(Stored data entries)
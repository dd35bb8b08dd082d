// src/check/request.rs
use super::error::CheckError;
use url::Url;

pub const DEFAULT_EXPECTED_STATUS: u16 = 200;

/// One page to probe and the status it must answer with.
///
/// The target is kept exactly as supplied; it is parsed when the check
/// runs so a malformed value turns into a failed result instead of an
/// error at construction time.
#[derive(Debug, Clone, PartialEq, Eq)]
pub struct CheckRequest {
    name: Option<String>,
    target_url: String,
    expected_status: u16,
}

impl CheckRequest {
    pub fn new(target_url: impl Into<String>) -> Self {
        Self {
            name: None,
            target_url: target_url.into(),
            expected_status: DEFAULT_EXPECTED_STATUS,
        }
    }

    pub fn with_expected_status(mut self, expected_status: u16) -> Self {
        self.expected_status = expected_status;
        self
    }

    /// Attach the environment alias the target was resolved from.
    pub fn named(mut self, name: impl Into<String>) -> Self {
        self.name = Some(name.into());
        self
    }

    pub fn name(&self) -> Option<&str> {
        self.name.as_deref()
    }

    pub fn target_url(&self) -> &str {
        &self.target_url
    }

    pub fn expected_status(&self) -> u16 {
        self.expected_status
    }
}

/// Parse a target into a URL that can be navigated to with a GET.
pub fn parse_target(raw: &str) -> Result<Url, CheckError> {
    let invalid = |reason: String| CheckError::InvalidInput {
        url: raw.to_string(),
        reason,
    };

    let url = Url::parse(raw).map_err(|e| invalid(e.to_string()))?;

    match url.scheme() {
        "http" | "https" => {}
        other => return Err(invalid(format!("unsupported scheme `{}`", other))),
    }

    if url.host_str().map_or(true, str::is_empty) {
        return Err(invalid("missing host".to_string()));
    }

    Ok(url)
}
// src/lib.rs
pub mod check;
pub mod config;
pub mod runner;

pub use check::{CheckError, CheckRequest, CheckResult, ErrorKind, ReachabilityChecker};
pub use runner::{RunSummary, Runner};
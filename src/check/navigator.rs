// src/check/navigator.rs
use super::error::TransportKind;
use crate::config::CheckSettings;
use async_trait::async_trait;
use reqwest::{redirect, Client};
use std::error::Error as StdError;
use std::time::Duration;
use url::Url;

#[derive(Debug, thiserror::Error)]
pub enum NavigationError {
    #[error("{kind} failure: {message}")]
    Transport { kind: TransportKind, message: String },

    /// Carries the limit that fired, which may be shorter than the check's.
    #[error("request timed out after {0:?}")]
    TimedOut(Duration),
}

/// Performs the single outbound GET behind a check.
#[async_trait]
pub trait Navigator: Send + Sync {
    /// Navigate to `url` and return the status of the final response.
    async fn navigate(&self, url: &Url) -> Result<u16, NavigationError>;

    fn name(&self) -> &'static str;
}

pub struct HttpNavigator {
    client: Client,
    connect_timeout: Duration,
}

impl HttpNavigator {
    pub fn new(settings: &CheckSettings) -> reqwest::Result<Self> {
        let mut builder = Client::builder()
            .user_agent(settings.user_agent.clone())
            .connect_timeout(settings.connect_timeout())
            .redirect(redirect::Policy::limited(settings.max_redirects));

        if !settings.use_system_proxy {
            builder = builder.no_proxy();
        }

        Ok(Self {
            client: builder.build()?,
            connect_timeout: settings.connect_timeout(),
        })
    }
}

#[async_trait]
impl Navigator for HttpNavigator {
    async fn navigate(&self, url: &Url) -> Result<u16, NavigationError> {
        // Only the head is awaited; the body is dropped unread.
        let response = self
            .client
            .get(url.clone())
            .send()
            .await
            .map_err(|e| self.classify(e))?;
        Ok(response.status().as_u16())
    }

    fn name(&self) -> &'static str {
        "http"
    }
}

impl HttpNavigator {
    fn classify(&self, err: reqwest::Error) -> NavigationError {
        // No whole-request timeout is set on the client, so the only one
        // reqwest can report is the connect timeout.
        if err.is_timeout() {
            return NavigationError::TimedOut(self.connect_timeout);
        }

        let kind = if err.is_redirect() {
            TransportKind::Redirect
        } else if err.is_connect() {
            classify_connect(&err)
        } else {
            TransportKind::Other
        };

        NavigationError::Transport {
            kind,
            message: describe(&err),
        }
    }
}

/// Walk the source chain of a connect failure to tell DNS from refusal.
pub(crate) fn classify_connect(err: &(dyn StdError + 'static)) -> TransportKind {
    let mut current: Option<&(dyn StdError + 'static)> = Some(err);

    while let Some(e) = current {
        if let Some(io) = e.downcast_ref::<std::io::Error>() {
            if io.kind() == std::io::ErrorKind::ConnectionRefused {
                return TransportKind::ConnectionRefused;
            }
        }

        let text = e.to_string();
        if text.contains("dns error") || text.contains("failed to lookup address") {
            return TransportKind::Dns;
        }

        current = e.source();
    }

    TransportKind::Connect
}

/// Flatten an error and its sources into one line.
fn describe(err: &(dyn StdError + 'static)) -> String {
    let mut message = err.to_string();
    let mut source = err.source();

    while let Some(e) = source {
        let text = e.to_string();
        if !message.contains(&text) {
            message.push_str(": ");
            message.push_str(&text);
        }
        source = e.source();
    }

    message
}
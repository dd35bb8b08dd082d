// src/runner/summary.rs
use crate::check::CheckResult;

#[derive(Debug, Clone)]
pub struct RunSummary {
    results: Vec<CheckResult>,
}

impl RunSummary {
    pub fn new(results: Vec<CheckResult>) -> Self {
        Self { results }
    }

    pub fn results(&self) -> &[CheckResult] {
        &self.results
    }

    pub fn passed(&self) -> usize {
        self.results.iter().filter(|r| r.passed).count()
    }

    pub fn failed(&self) -> usize {
        self.results.len() - self.passed()
    }

    /// An empty run has proven nothing, so it does not count as passing.
    pub fn all_passed(&self) -> bool {
        !self.results.is_empty() && self.failed() == 0
    }

    pub fn exit_code(&self) -> u8 {
        if self.all_passed() {
            0
        } else {
            1
        }
    }
}
// src/config/mod.rs
mod models;
mod targets;

pub use models::*;
pub use targets::{TargetParseError, TargetSelection, TargetSpec};

use anyhow::{Context, Result};
use std::path::Path;

/// Load configuration from a file (YAML or JSON)
pub async fn load_config<P: AsRef<Path>>(path: P) -> Result<Config> {
    let path = path.as_ref();
    let contents = tokio::fs::read_to_string(path)
        .await
        .with_context(|| format!("Failed to read config file {}", path.display()))?;

    let config = parse_config(&contents, is_yaml(path))?;
    config.validate()?;
    Ok(config)
}

fn is_yaml(path: &Path) -> bool {
    matches!(
        path.extension().and_then(|s| s.to_str()),
        Some("yaml") | Some("yml")
    )
}

fn parse_config(contents: &str, yaml: bool) -> Result<Config> {
    let config = if yaml {
        serde_yaml::from_str(contents).context("Failed to parse YAML config")?
    } else {
        serde_json::from_str(contents).context("Failed to parse JSON config")?
    };
    Ok(config)
}
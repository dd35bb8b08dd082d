// src/config/targets.rs
use super::models::Config;
use crate::check::CheckRequest;
use anyhow::{bail, Result};
use std::str::FromStr;

/// A target given on the command line as `NAME=URL` or a bare `URL`.
#[derive(Debug, Clone, PartialEq, Eq)]
pub struct TargetSpec {
    pub name: Option<String>,
    pub url: String,
}

#[derive(Debug, thiserror::Error, PartialEq, Eq)]
pub enum TargetParseError {
    #[error("target must not be empty")]
    Empty,

    #[error("target '{0}' has no URL after '='")]
    MissingUrl(String),
}

fn is_alias(name: &str) -> bool {
    !name.is_empty()
        && name
            .chars()
            .all(|c| c.is_ascii_alphanumeric() || c == '-' || c == '_')
}

impl FromStr for TargetSpec {
    type Err = TargetParseError;

    fn from_str(s: &str) -> Result<Self, Self::Err> {
        let s = s.trim();
        if s.is_empty() {
            return Err(TargetParseError::Empty);
        }

        // `=` may also appear inside a URL query, so only split when the
        // left side looks like an alias.
        match s.split_once('=') {
            Some((name, url)) if is_alias(name) => {
                if url.trim().is_empty() {
                    return Err(TargetParseError::MissingUrl(name.to_string()));
                }
                Ok(Self {
                    name: Some(name.to_string()),
                    url: url.trim().to_string(),
                })
            }
            _ => Ok(Self {
                name: None,
                url: s.to_string(),
            }),
        }
    }
}

/// Where the targets of one run come from.
#[derive(Debug, Clone, Default)]
pub struct TargetSelection {
    /// Single `--home` page; overrides every other source.
    pub home: Option<String>,
    pub targets: Vec<TargetSpec>,
    /// Environments to pick from the config file; empty means all.
    pub envs: Vec<String>,
    pub expected_status: Option<u16>,
}

impl TargetSelection {
    /// Resolve into check requests. CLI targets take precedence over the
    /// config file; URLs are passed through unvalidated so a malformed one
    /// fails its own check.
    pub fn resolve(&self, config: &Config) -> Result<Vec<CheckRequest>> {
        let default_status = self.expected_status.unwrap_or(config.check.expected_status);

        if let Some(home) = &self.home {
            return Ok(vec![CheckRequest::new(home.clone())
                .named("home")
                .with_expected_status(default_status)]);
        }

        if !self.targets.is_empty() {
            return Ok(self
                .targets
                .iter()
                .map(|spec| {
                    let request = CheckRequest::new(spec.url.clone())
                        .with_expected_status(default_status);
                    match &spec.name {
                        Some(name) => request.named(name.clone()),
                        None => request,
                    }
                })
                .collect());
        }

        if config.targets.is_empty() {
            bail!("No targets given: pass --home, --target or a config file with targets");
        }

        let names: Vec<&String> = if self.envs.is_empty() {
            config.targets.keys().collect()
        } else {
            self.envs.iter().collect()
        };

        let mut requests = Vec::with_capacity(names.len());
        for name in names {
            let Some(target) = config.targets.get(name) else {
                bail!("Unknown environment '{}'", name);
            };
            let status = self
                .expected_status
                .unwrap_or_else(|| target.expected_status_or(config.check.expected_status));

            requests.push(
                CheckRequest::new(target.url.as_str())
                    .named(name.clone())
                    .with_expected_status(status),
            );
        }

        Ok(requests)
    }
}
// src/check/mod.rs
mod checker;
mod error;
mod navigator;
mod request;
mod result;

pub use checker::ReachabilityChecker;
pub use error::{CheckError, ErrorKind, TransportKind};
pub use navigator::{HttpNavigator, NavigationError, Navigator};
pub use request::{parse_target, CheckRequest, DEFAULT_EXPECTED_STATUS};
pub use result::CheckResult;
/// Header fields for a new BOQ
#[derive(Debug, Clone, Default)]
pub struct NewBoq {
    pub title: String,
    pub customer_id: Option<String>,
    pub customer_name: Option<String>,
    pub rfp_id: Option<String>,
    pub project_id: Option<String>,
    pub currency: Option<String>,
    pub notes: Option<String>,
    pub tags: Vec<String>,
    pub items: Vec<BoqItem>,
}

/// Header changes; `None` leaves a field untouched
#[derive(Debug, Clone, Default)]
pub struct BoqUpdate {
    pub title: Option<String>,
    pub customer_id: Option<String>,
    pub customer_name: Option<String>,
    pub rfp_id: Option<String>,
    pub project_id: Option<String>,
    pub currency: Option<String>,
    pub notes: Option<String>,
    pub tags: Option<Vec<String>>,
}

impl BoqUpdate {
    pub fn is_empty(&self) -> bool {
        self.title.is_none()
            && self.customer_id.is_none()
            && self.customer_name.is_none()
            && self.rfp_id.is_none()
            && self.project_id.is_none()
            && self.currency.is_none()
            && self.notes.is_none()
            && self.tags.is_none()
    }
}

#[derive(Debug, Clone, Default)]
pub struct BoqFilter {
    pub status: Option<Status>,
    /// Case-insensitive substring of customer name or id
    pub customer: Option<String>,
    /// Case-insensitive substring of title or BOQ number
    pub search: Option<String>,
    /// Hide BOQs that have a newer version
    pub latest_only: bool,
}

impl BoqFilter {
    fn matches(&self, boq: &Boq) -> bool {
        if self.status.is_some_and(|s| s != boq.status) {
            return false;
        }
        if let Some(ref customer) = self.customer {
            let needle = customer.to_lowercase();
            let hit = [&boq.customer_name, &boq.customer_id]
                .iter()
                .any(|c| c.as_deref().is_some_and(|c| c.to_lowercase().contains(&needle)));
            if !hit {
                return false;
            }
        }
        if let Some(ref search) = self.search {
            let needle = search.to_lowercase();
            if !boq.title.to_lowercase().contains(&needle)
                && !boq.boq_number.to_lowercase().contains(&needle)
            {
                return false;
            }
        }
        true
    }
}

/// Line counts per mapping status
#[derive(Debug, Clone, Default, PartialEq, Eq, Serialize)]
pub struct MappingSummary {
    pub unmapped: usize,
    pub suggested: usize,
    pub confirmed: usize,
    pub custom: usize,
}

/// Aggregates over the current (latest) version of every BOQ
#[derive(Debug, Clone, Default, Serialize)]
pub struct BoqStatistics {
    /// Every BOQ file, superseded versions included
    pub total_versions: usize,
    pub total_boqs: usize,
    pub by_status: BTreeMap<String, usize>,
    pub total_items: usize,
    pub total_value: f64,
    /// Mean score of validated BOQs, if any
    pub average_score: Option<f64>,
    pub mapping: MappingSummary,
}

/// Service over the BOQ and catalog files of a project
pub struct BoqStore {
    project: Project,
    rules: ValidationRules,
    mapping: MappingConfig,
    author: String,
    currency: String,
}
//! CLI command implementations

pub mod boq;
pub mod catalog;
pub mod check;
pub mod completions;
pub mod init;
pub mod item;
pub mod map;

=== Exercise ===
Output only an exact transcription of the lines above from the one with "let kind = if" up to and including the one with "let mut message = err.to_string();".

=== Response to this task ===
        let kind = if err.is_redirect() {
            TransportKind::Redirect
        } else if err.is_connect() {
            classify_connect(&err)
        } else {
            TransportKind::Other
        };

        NavigationError::Transport {
            kind,
            message: describe(&err),
        }
    }
}

/// Walk the source chain of a connect failure to tell DNS from refusal.
pub(crate) fn classify_connect(err: &(dyn StdError + 'static)) -> TransportKind {
    let mut current: Option<&(dyn StdError + 'static)> = Some(err);

    while let Some(e) = current {
        if let Some(io) = e.downcast_ref::<std::io::Error>() {
            if io.kind() == std::io::ErrorKind::ConnectionRefused {
                return TransportKind::ConnectionRefused;
            }
        }

        let text = e.to_string();
        if text.contains("dns error") || text.contains("failed to lookup address") {
            return TransportKind::Dns;
        }

        current = e.source();
    }

    TransportKind::Connect
}

/// Flatten an error and its sources into one line.
fn describe(err: &(dyn StdError + 'static)) -> String {
    let mut message = err.to_string();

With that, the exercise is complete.